A similar situation can be had with gravity by lowering an object. The energy decreases. Where did it go?
 
You must be right. But I think I am missing a point.
Whien a stone is raised to a point, it has potential energy. If leave it there, it comes down.
If charge a capacitor, leave the plates as they are, they don't come closer on their own. Does the system do any work to bring the plates closer, or an external agency shoud do work?
Sorry, for the basic nature of my question. But I can't help asking, to convince myself.
 
manjuvenamma said:
If charge a capacitor, leave the plates as they are, they don't come closer on their own.
Think about this more carefully in the context of your question. What does Coulomb's law suggest about the force between the plates?
 
manjuvenamma said:
You must be right. But I think I am missing a point.
Whien a stone is raised to a point, it has potential energy. If leave it there, it comes down.
If charge a capacitor, leave the plates as they are, they don't come closer on their own.
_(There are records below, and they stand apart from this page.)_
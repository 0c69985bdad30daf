use serde::{Deserialize, Serialize};

use super::raster::Raster;

/// A position in on-screen (displayed) pixels.
#[derive(Debug, Clone, Copy, PartialEq, Serialize, Deserialize)]
pub struct ScreenPoint {
    pub x: f32,
    pub y: f32,
}

impl ScreenPoint {
    pub fn new(x: f32, y: f32) -> Self {
        Self { x, y }
    }
}

/// A position in canvas backing-store pixels.
#[derive(Debug, Clone, Copy, PartialEq, Serialize, Deserialize)]
pub struct CanvasPoint {
    pub x: f32,
    pub y: f32,
}

impl CanvasPoint {
    pub fn new(x: f32, y: f32) -> Self {
        Self { x, y }
    }
}

/// Where and how large the canvas is drawn on screen. The backing
/// resolution may differ from the displayed size.
#[derive(Debug, Clone, Copy, PartialEq, Serialize, Deserialize)]
pub struct Viewport {
    pub origin: ScreenPoint,
    pub display_width: f32,
    pub display_height: f32,
}

impl Viewport {
    pub fn new(origin: ScreenPoint, display_width: f32, display_height: f32) -> Self {
        Self {
            origin,
            display_width,
            display_height,
        }
    }

    /// Displayed 1:1 at the screen origin.
    pub fn identity(raster: &Raster) -> Self {
        Self::new(
            ScreenPoint::new(0.0, 0.0),
            raster.width() as f32,
            raster.height() as f32,
        )
    }

    /// Maps a screen position into backing coordinates, scaling each axis
    /// by `backing / displayed` independently.
    pub fn correct(
        &self,
        raw: ScreenPoint,
        backing_width: u32,
        backing_height: u32,
    ) -> CanvasPoint {
        let scale_x = axis_scale(backing_width, self.display_width);
        let scale_y = axis_scale(backing_height, self.display_height);
        CanvasPoint::new(
            (raw.x - self.origin.x) * scale_x,
            (raw.y - self.origin.y) * scale_y,
        )
    }
}

fn axis_scale(backing: u32, displayed: f32) -> f32 {
    if displayed > 0.0 {
        backing as f32 / displayed
    } else {
        1.0
    }
}

#[derive(Debug, Clone, Copy, PartialEq, Serialize, Deserialize)]
pub enum PointerEvent {
    Down(ScreenPoint),
    Move(ScreenPoint),
    Up,
    Leave,
}

impl PointerEvent {
    pub fn mouse_down(x: f32, y: f32) -> Self {
        PointerEvent::Down(ScreenPoint::new(x, y))
    }

    pub fn mouse_move(x: f32, y: f32) -> Self {
        PointerEvent::Move(ScreenPoint::new(x, y))
    }

    /// Touch input only ever follows the first touch point.
    pub fn touch_start(touches: &[ScreenPoint]) -> Option<Self> {
        touches.first().copied().map(PointerEvent::Down)
    }

    pub fn touch_move(touches: &[ScreenPoint]) -> Option<Self> {
        touches.first().copied().map(PointerEvent::Move)
    }
}

#[derive(Debug, Clone, Copy, PartialEq, Default)]
pub enum DrawState {
    #[default]
    Idle,
    Drawing {
        last: CanvasPoint,
    },
}

#[derive(Debug, Clone, Copy, PartialEq)]
pub struct Segment {
    pub from: CanvasPoint,
    pub to: CanvasPoint,
}

#[derive(Debug, Clone, Copy, PartialEq)]
pub enum SurfaceEffect {
    Ignored,
    Began(CanvasPoint),
    Stroked(Segment),
    Ended,
}

impl DrawState {
    /// Pure transition over an already-corrected position. `locked` is set
    /// while an uploaded sketch occupies the slot.
    pub fn next(
        self,
        event: PointerEvent,
        point: Option<CanvasPoint>,
        locked: bool,
    ) -> (DrawState, SurfaceEffect) {
        match (self, event, point) {
            (_, PointerEvent::Down(_), _) if locked => (self, SurfaceEffect::Ignored),
            (_, PointerEvent::Down(_), Some(p)) => {
                (DrawState::Drawing { last: p }, SurfaceEffect::Began(p))
            }
            (DrawState::Drawing { last }, PointerEvent::Move(_), Some(p)) => (
                DrawState::Drawing { last: p },
                SurfaceEffect::Stroked(Segment { from: last, to: p }),
            ),
            (DrawState::Drawing { .. }, PointerEvent::Up | PointerEvent::Leave, _) => {
                (DrawState::Idle, SurfaceEffect::Ended)
            }
            _ => (self, SurfaceEffect::Ignored),
        }
    }
}

/// Freehand drawing surface: pointer capture into a vector path, stroked
/// immediately onto the raster.
#[derive(Debug, Clone)]
pub struct DrawingSurface {
    raster: Raster,
    state: DrawState,
    strokes: Vec<Vec<CanvasPoint>>,
    has_drawn: bool,
}

impl DrawingSurface {
    pub fn new(raster: Raster) -> Self {
        Self {
            raster,
            state: DrawState::Idle,
            strokes: Vec::new(),
            has_drawn: false,
        }
    }

    pub fn raster(&self) -> &Raster {
        &self.raster
    }

    pub fn state(&self) -> DrawState {
        self.state
    }

    pub fn strokes(&self) -> &[Vec<CanvasPoint>] {
        &self.strokes
    }

    pub fn has_drawn(&self) -> bool {
        self.has_drawn
    }

    pub fn is_drawing(&self) -> bool {
        matches!(self.state, DrawState::Drawing { .. })
    }

    pub fn handle(
        &mut self,
        event: PointerEvent,
        viewport: &Viewport,
        locked: bool,
    ) -> SurfaceEffect {
        let point = match event {
            PointerEvent::Down(raw) | PointerEvent::Move(raw) => {
                Some(viewport.correct(raw, self.raster.width(), self.raster.height()))
            }
            PointerEvent::Up | PointerEvent::Leave => None,
        };

        let (state, effect) = self.state.next(event, point, locked);
        self.state = state;

        match effect {
            SurfaceEffect::Began(p) => {
                self.has_drawn = true;
                self.strokes.push(vec![p]);
            }
            SurfaceEffect::Stroked(segment) => {
                self.raster.stroke_segment(segment.from, segment.to);
                if let Some(stroke) = self.strokes.last_mut() {
                    stroke.push(segment.to);
                }
            }
            SurfaceEffect::Ended | SurfaceEffect::Ignored => {}
        }
        effect
    }

    /// Wipes the raster and forgets every stroke.
    pub fn clear(&mut self) {
        self.raster.clear();
        self.strokes.clear();
        self.state = DrawState::Idle;
        self.has_drawn = false;
    }
}

#[cfg(test)]
mod tests {
    use super::*;

    fn surface() -> DrawingSurface {
        DrawingSurface::new(Raster::new(200, 100, 2.0))
    }

    #[test]
    fn test_correction_per_axis() {
        // 200x100 backing shown at 100x200 on screen, offset by (10, 20)
        let viewport = Viewport::new(ScreenPoint::new(10.0, 20.0), 100.0, 200.0);
        let p = viewport.correct(ScreenPoint::new(60.0, 120.0), 200, 100);
        assert_eq!(p, CanvasPoint::new(100.0, 50.0));
    }

    #[test]
    fn test_zero_display_size_does_not_divide() {
        let viewport = Viewport::new(ScreenPoint::new(0.0, 0.0), 0.0, 0.0);
        let p = viewport.correct(ScreenPoint::new(7.0, 9.0), 200, 100);
        assert_eq!(p, CanvasPoint::new(7.0, 9.0));
    }

    #[test]
    fn test_draw_stroke() {
        let mut surface = surface();
        let viewport = Viewport::identity(surface.raster());

        assert_eq!(
            surface.handle(PointerEvent::mouse_down(10.0, 10.0), &viewport, false),
            SurfaceEffect::Began(CanvasPoint::new(10.0, 10.0))
        );
        assert!(surface.has_drawn());
        assert!(surface.raster().is_blank());

        let effect = surface.handle(PointerEvent::mouse_move(60.0, 10.0), &viewport, false);
        assert!(matches!(effect, SurfaceEffect::Stroked(_)));
        assert!(!surface.raster().is_blank());

        assert_eq!(surface.handle(PointerEvent::Up, &viewport, false), SurfaceEffect::Ended);
        assert_eq!(surface.state(), DrawState::Idle);
        assert_eq!(surface.strokes().len(), 1);
        assert_eq!(surface.strokes()[0].len(), 2);
    }

    #[test]
    fn test_strokes_accumulate() {
        let mut surface = surface();
        let viewport = Viewport::identity(surface.raster());
        for y in [10.0, 50.0] {
            surface.handle(PointerEvent::mouse_down(10.0, y), &viewport, false);
            surface.handle(PointerEvent::mouse_move(90.0, y), &viewport, false);
            surface.handle(PointerEvent::Leave, &viewport, false);
        }
        assert_eq!(surface.strokes().len(), 2);
        assert_eq!(surface.raster().pixel(50, 10), Some([0, 0, 0, 255]));
        assert_eq!(surface.raster().pixel(50, 50), Some([0, 0, 0, 255]));
    }

    #[test]
    fn test_move_without_down_is_ignored() {
        let mut surface = surface();
        let viewport = Viewport::identity(surface.raster());
        assert_eq!(
            surface.handle(PointerEvent::mouse_move(20.0, 20.0), &viewport, false),
            SurfaceEffect::Ignored
        );
        assert!(!surface.has_drawn());
    }

    #[test]
    fn test_locked_surface_ignores_down() {
        let mut surface = surface();
        let viewport = Viewport::identity(surface.raster());
        assert_eq!(
            surface.handle(PointerEvent::mouse_down(10.0, 10.0), &viewport, true),
            SurfaceEffect::Ignored
        );
        surface.handle(PointerEvent::mouse_move(60.0, 60.0), &viewport, true);
        assert!(!surface.has_drawn());
        assert!(surface.raster().is_blank());
    }

    #[test]
    fn test_clear_resets() {
        let mut surface = surface();
        let viewport = Viewport::identity(surface.raster());
        surface.handle(PointerEvent::mouse_down(10.0, 10.0), &viewport, false);
        surface.handle(PointerEvent::mouse_move(60.0, 60.0), &viewport, false);
        surface.clear();
        assert!(!surface.has_drawn());
        assert!(!surface.is_drawing());
        assert!(surface.raster().is_blank());
        assert!(surface.strokes().is_empty());
    }

    #[test]
    fn test_touch_uses_first_point() {
        let touches = [ScreenPoint::new(3.0, 4.0), ScreenPoint::new(90.0, 90.0)];
        assert_eq!(
            PointerEvent::touch_start(&touches),
            Some(PointerEvent::Down(ScreenPoint::new(3.0, 4.0)))
        );
        assert_eq!(PointerEvent::touch_move(&[]), None);
    }
}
The plates don't come closer on their own because something (nonconducting spacers or some other physical constraint) is preventing that from happening. The exact same situation applies to the rock. Tie a rock to a rope, suspend the rock via a pulley, and tie the free end of the rope to some anchor. Voila, the rock is suspended above the ground with some energy proportional to the height of the rock. Now untie the rope from the anchor, lower the rock halfway to the ground, and retie the rope to the anchor. Has conservation of energy taken a six here? Of course not. You let the rock do work.

Back to the original problem. Just as the rope is needed to keep the rock from falling to the ground, some agent is needed to keep the plates of the capacitor apart. Suppose that agent is a number of nonconducting Hookean springs. Removing half of the springs will half the distance between the plates. Where did the energy go? You took it away by removing the springs.
 
Great, thanks, my mind is clear now. I understand it now.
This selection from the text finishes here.